Evaluation of the data present in Fig. 1f was performed by first calculating organoid and cell/nuclei features separately and finally merging them together into one Pandas dataframe for compound feature calculations (i.e., “nuclei density” and “mean cell/nuclei volume”). More detailed information can be found in Supplementary Table 1. For Fig. 3e, f each feature was evaluated for all seven datasets using the latest release of LSTree (commit number 6039429) and a comparison was made between dataset 002 against all datasets in order to see how each feature (nuclei volume and distance to lumen) progresses each generation. Source data can be found in the source data file.

LSTree modules

LSTree (https://github.com/fmi-basel/LSTree) is a luigi-based workflow (https://github.com/spotify/luigi) which encompasses jupyter notebooks for cropping and general utilities, as well as luigi lasks for denoising, deconvolution and multiscale segmentation and tree-prediction, along with feature extraction. Pre-processing steps rely mostly on cropping and registration, denoising, and deconvolution steps. Deconvolution was based on flowdec (https://github.com/hammerlab/flowdec).
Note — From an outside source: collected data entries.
//! Serial port enumeration.

use super::error::PortError;
use serde::{Deserialize, Serialize};
use serialport::{SerialPortInfo, SerialPortType};

/// A serial device visible on the host.
///
/// Everything except `path` depends on what the driver reports; absent fields
/// are left out of the JSON rendering entirely.
#[derive(Debug, Clone, PartialEq, Eq, Serialize, Deserialize)]
#[serde(rename_all = "camelCase")]
pub struct PortInfo {
    pub path: String,
    #[serde(default, skip_serializing_if = "Option::is_none")]
    pub manufacturer: Option<String>,
    #[serde(default, skip_serializing_if = "Option::is_none")]
    pub serial_number: Option<String>,
    #[serde(default, skip_serializing_if = "Option::is_none")]
    pub product_id: Option<String>,
    #[serde(default, skip_serializing_if = "Option::is_none")]
    pub vendor_id: Option<String>,
}

impl PortInfo {
    /// A port with no metadata.
    pub fn bare(path: impl Into<String>) -> Self {
        Self {
            path: path.into(),
            manufacturer: None,
            serial_number: None,
            product_id: None,
            vendor_id: None,
        }
    }
}

impl From<SerialPortInfo> for PortInfo {
    fn from(info: SerialPortInfo) -> Self {
        match info.port_type {
            SerialPortType::UsbPort(usb) => Self {
                path: info.port_name,
                manufacturer: usb.manufacturer,
                serial_number: usb.serial_number,
                product_id: Some(format!("{:04x}", usb.pid)),
                vendor_id: Some(format!("{:04x}", usb.vid)),
            },
            _ => Self::bare(info.port_name),
        }
    }
}

/// Source of the host's serial port listing.
#[cfg_attr(test, mockall::automock)]
pub trait PortDirectory: Send + Sync {
    /// List visible ports. An empty list is not an error.
    fn list(&self) -> Result<Vec<PortInfo>, PortError>;
}

/// Queries the operating system through `serialport::available_ports`.
#[derive(Debug, Clone, Copy, Default)]
pub struct SystemPortDirectory;

impl PortDirectory for SystemPortDirectory {
    fn list(&self) -> Result<Vec<PortInfo>, PortError> {
        let ports = serialport::available_ports()?;
        Ok(ports.into_iter().map(PortInfo::from).collect())
    }
}

/// A fixed listing, useful when no real hardware should be touched.
#[derive(Debug, Clone, Default)]
pub struct StaticPortDirectory {
    ports: Vec<PortInfo>,
}

impl StaticPortDirectory {
    pub fn new(ports: Vec<PortInfo>) -> Self {
        Self { ports }
    }

    pub fn empty() -> Self {
        Self::default()
    }
}

impl PortDirectory for StaticPortDirectory {
    fn list(&self) -> Result<Vec<PortInfo>, PortError> {
        Ok(self.ports.clone())
    }
}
Although not part of LSTree itself, improvements in the microscope software (on-the-fly LZW compression, position dependent illumination alignment) were performed in collaboration with Viventis Microscopy Sàrl and are now part of their current microscope software. A lzw compression python code (‘parallel_image_compressor.py’) is available in the Supplementary Software.

Detailed information regarding pre-processing, segmentation strategies and feature extraction can be found in Supplementary Text.

Software

For deconvolution of the images, PSFs were averaged using the PSF Distiller from Huygens compute engine 20.10.1p1. For visualization of images ImageJ v.1.53 h and Paraview 5.8.0 were used, and Elastix v4.900 was used for registration of organoids.

IT requirements

The LSTree analysis tasks have been trained and used on a workstation with following specifications: 16 core Intel Xeon W-2145, 64 GB 2666 MHz DDR4 RAM equipped with a Nvidia Quadro RTX 6000 GPU with 24 GB VRAM and using Ubuntu 18.04.6 LTS. All code runs with Nvidia cudatoolkit 10.1, and cuDNN 7.
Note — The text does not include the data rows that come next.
//! A live serial session and the reader thread that feeds its history.

use crate::error::BridgeError;
use crate::framer::LineFramer;
use crate::history::{Record, SharedHistory};
use crate::port::{PortError, SerialPortAdapter};
use std::sync::atomic::{AtomicBool, Ordering};
use std::sync::Arc;
use std::thread::{self, JoinHandle};
use tracing::{debug, error, trace, warn};

const READ_CHUNK: usize = 1024;

/// One open serial session.
///
/// Owns the write handle; a cloned handle lives on the reader thread.
/// Dropping the connection stops and joins the reader, so both handles are
/// released before the drop returns.
#[derive(Debug)]
pub(crate) struct Connection {
    path: String,
    baud_rate: u32,
    reader: ReaderTask,
    writer: Box<dyn SerialPortAdapter>,
}

#[derive(Debug)]
struct ReaderTask {
    stop: Arc<AtomicBool>,
    handle: Option<JoinHandle<()>>,
}

impl Connection {
    /// Attach a reader thread to `port` that appends every complete line to
    /// `history`.
    pub(crate) fn start(
        path: &str,
        baud_rate: u32,
        port: Box<dyn SerialPortAdapter>,
        history: SharedHistory,
    ) -> Result<Self, PortError> {
        let reader_port = port.try_clone_adapter()?;
        let stop = Arc::new(AtomicBool::new(false));

        let handle = {
            let stop = Arc::clone(&stop);
            let path = path.to_string();
            thread::Builder::new()
                .name(format!("serial-reader {path}"))
                .spawn(move || read_loop(path, reader_port, history, stop))?
        };

        Ok(Self {
            path: path.to_string(),
            baud_rate,
            reader: ReaderTask {
                stop,
                handle: Some(handle),
            },
            writer: port,
        })
    }

    pub(crate) fn baud_rate(&self) -> u32 {
        self.baud_rate
    }

    /// Write `data` followed by `terminator`. Returns bytes accepted.
    pub(crate) fn send_line(&mut self, data: &str, terminator: &str) -> Result<usize, PortError> {
        let mut frame = String::with_capacity(data.len() + terminator.len());
        frame.push_str(data);
        frame.push_str(terminator);
        self.writer.write_bytes(frame.as_bytes())
    }

    /// Whether the reader thread has exited (stream closed or faulted).
    #[cfg(test)]
    pub(crate) fn reader_finished(&self) -> bool {
        self.reader
            .handle
            .as_ref()
            .map_or(true, |handle| handle.is_finished())
    }
}

impl Drop for Connection {
    fn drop(&mut self) {
        self.reader.stop.store(true, Ordering::Release);
        if let Some(handle) = self.reader.handle.take() {
            if handle.join().is_err() {
                warn!(path = %self.path, "serial reader thread panicked during release");
            }
        }
        debug!(path = %self.path, "connection released");
    }
}

fn read_loop(
    path: String,
    mut port: Box<dyn SerialPortAdapter>,
    history: SharedHistory,
    stop: Arc<AtomicBool>,
) {
    let mut framer = LineFramer::new();
    let mut buffer = [0u8; READ_CHUNK];

    while !stop.load(Ordering::Acquire) {
        match port.read_bytes(&mut buffer) {
            Ok(0) => {
                debug!(path = %path, "serial stream closed by device");
                break;
            }
            Ok(n) => framer.feed(&buffer[..n], |line| {
                trace!(path = %path, line = %line, "line received");
                history.lock().push(Record::received(&line));
            }),
            Err(e) if e.is_transient() => continue,
            Err(source) => {
                let fault = BridgeError::StreamFault {
                    path: path.clone(),
                    source,
                };
                error!(kind = fault.kind(), "{fault}");
                break;
            }
        }
    }

    let discarded = framer.finish();
    if discarded > 0 {
        debug!(path = %path, discarded, "dropped unterminated trailing bytes");
    }
}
Minimally, one would need 16 GB of RAM and a Tensorflow compatible GPU with at least 8 GB of VRAM. Since many of the steps of the pipeline run in parallel, a higher number of CPUs is also desirable.

A step-by-step guide on installation and on how to run the example data provided can be found in the repository (www.github.com/fmi-basel/LSTree).
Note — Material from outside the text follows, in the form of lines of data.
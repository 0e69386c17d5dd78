/// Compiled-in protocol constants and startup defaults.
///
/// ESP-NOW frames are 802.11 vendor-specific action frames stamped with the
/// Espressif OUI. Everything here can be overridden at startup through
/// [`crate::config::PingerConfig`] except the frame layout itself.

use crate::frame::MacAddress;

/// Low byte of the frame control field for a management action frame.
pub const ACTION_SUBTYPE: u8 = 0xD0;

/// Category code carried by vendor-specific action frames.
pub const VENDOR_SPECIFIC_CATEGORY: u8 = 0x7F;

/// Element ID of a vendor-specific information element.
pub const VENDOR_ELEMENT_ID: u8 = 0xDD;

/// Espressif's registered organization identifier.
pub const ESPRESSIF_OUI: [u8; 3] = [0x18, 0xFE, 0x34];

/// Vendor element protocol type for ESP-NOW.
pub const ESP_NOW_TYPE: u8 = 0x04;

/// ESP-NOW protocol version emitted by the radio stack.
pub const ESP_NOW_VERSION: u8 = 0x01;

/// All-ones link address.
pub const BROADCAST_ADDRESS: MacAddress = [0xFF; 6];

/// Fixed identifier this device broadcasts.
pub const DEVICE_ID: MacAddress = [0x01, 0x23, 0x45, 0x67, 0x89, 0xAB];

/// Broadcast period. Peers see roughly 100 probes per second.
pub const DEFAULT_TICK_MS: u64 = 10;

/// 2.4 GHz channel shared by every pinger.
pub const DEFAULT_CHANNEL: u8 = 1;

/// ESP-NOW primary master key (16 bytes).
pub const PRIMARY_MASTER_KEY: &[u8; 16] = b"pmk1234567890123";

/// Interval between status reports.
pub const STATUS_INTERVAL_SECS: u64 = 30;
Statistics & reproducibility

For all experiments no statistical method was used to predetermine sample size. Sample size was determined based on previous related studies in the field11,16,39. For long-term live imaging experiments, we assumed that the amount of timepoints comprised in the seven different datasets would be sufficient to test the framework. In addition, 12 other datasets from previous publication39 were used for further challenging the analysis framework). No data were excluded from the analyses. Samples were randomly assigned. Investigators were not blinded to allocation during experiments and outcome assessment.

Reporting summary

Further information on research design is available in the Nature Research Reporting Summary linked to this article.